Can we please come up with a better name than “Mental Health” Coach?
I have a confession to make. As much as I love the practice of mental health coaching, I’ve stopped using the phrase “mental health” in my coaching spaces.
Not because it’s wrong. But because it feels like the phrase “mental health” is stuck in last century. Stigma. Pathology. Illness. Abnormality. Nature-nurture binaries. Expert-driven “solutions”. Diagnose, cut it out, medicate, hospitalise, institutionalise. Years-long therapies.
Before we go any further with this discussion, I’d like to say that labels, diagnosis, and treatment from within a mental health framework can be important, affirming and life-saving. This isn’t about one vs the other, it can be an and … and.

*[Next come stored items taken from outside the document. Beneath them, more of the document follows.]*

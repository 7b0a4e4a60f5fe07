mod settings;

use crate::config::settings::PartialSettings;
use crate::utils::error::{ConnectorError, Result};
use config::{Config, Environment, File};

pub use settings::{ConnectorSettings, LoggingSettings, Settings, SubAddress};

/// Environment variables look like `POPSUB__CONNECTOR__PUB_ADDRESS`.
const ENV_PREFIX: &str = "POPSUB";

/// Loads the configuration from `config/default` and environment variables.
pub fn load_config() -> Result<Settings> {
    load_config_from("config/default")
}

/// Loads the configuration from the given file (extension optional, the file
/// itself is optional) layered under environment variables, then merges the
/// result with default values.
pub fn load_config_from(path: &str) -> Result<Settings> {
    let builder = Config::builder()
        .add_source(File::with_name(path).required(false))
        .add_source(
            Environment::with_prefix(ENV_PREFIX)
                .prefix_separator("__")
                .separator("__")
                .list_separator(",")
                .with_list_parse_key("connector.sub_address")
                .try_parsing(true),
        );

    let config = builder.build()?;
    let partial: PartialSettings = config.try_deserialize()?;
    let default_logging = LoggingSettings::default();

    let connector = partial
        .connector
        .ok_or_else(|| ConnectorError::Config("missing [connector] section".to_string()))?;

    Ok(Settings {
        connector: ConnectorSettings {
            server_name: connector.server_name,
            pub_address: connector
                .pub_address
                .ok_or_else(|| ConnectorError::Config("missing connector.pub_address".to_string()))?,
            sub_address: connector
                .sub_address
                .ok_or_else(|| ConnectorError::Config("missing connector.sub_address".to_string()))?,
        },
        logging: LoggingSettings {
            level: partial
                .logging
                .and_then(|l| l.level)
                .unwrap_or(default_logging.level),
        },
    })
}

#[cfg(test)]
mod tests;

I know this because I have lived experience of receiving a “mental health” diagnosis of PTSD (post-traumatic stress disorder) in my late teens. Getting that diagnosis from my clinical psychologist gave me a name and a way to make sense of the experience I was having. It was affirming because it said to me, the hurt that you’ve experienced is real and has had a real impact on your life. It helped soften the shame I was holding, both about what had happened to me, and about my reaction to what had happened.
But there was another side, too. For a while, that diagnosis became part of my identity. It became the reason I wasn’t functioning and became a reason I shouldn’t have to function. I saw my therapist as the expert in explaining myself to me. After years of therapy, when I told her that I wanted to terminate therapy, she told me I wasn’t ready. And I stayed.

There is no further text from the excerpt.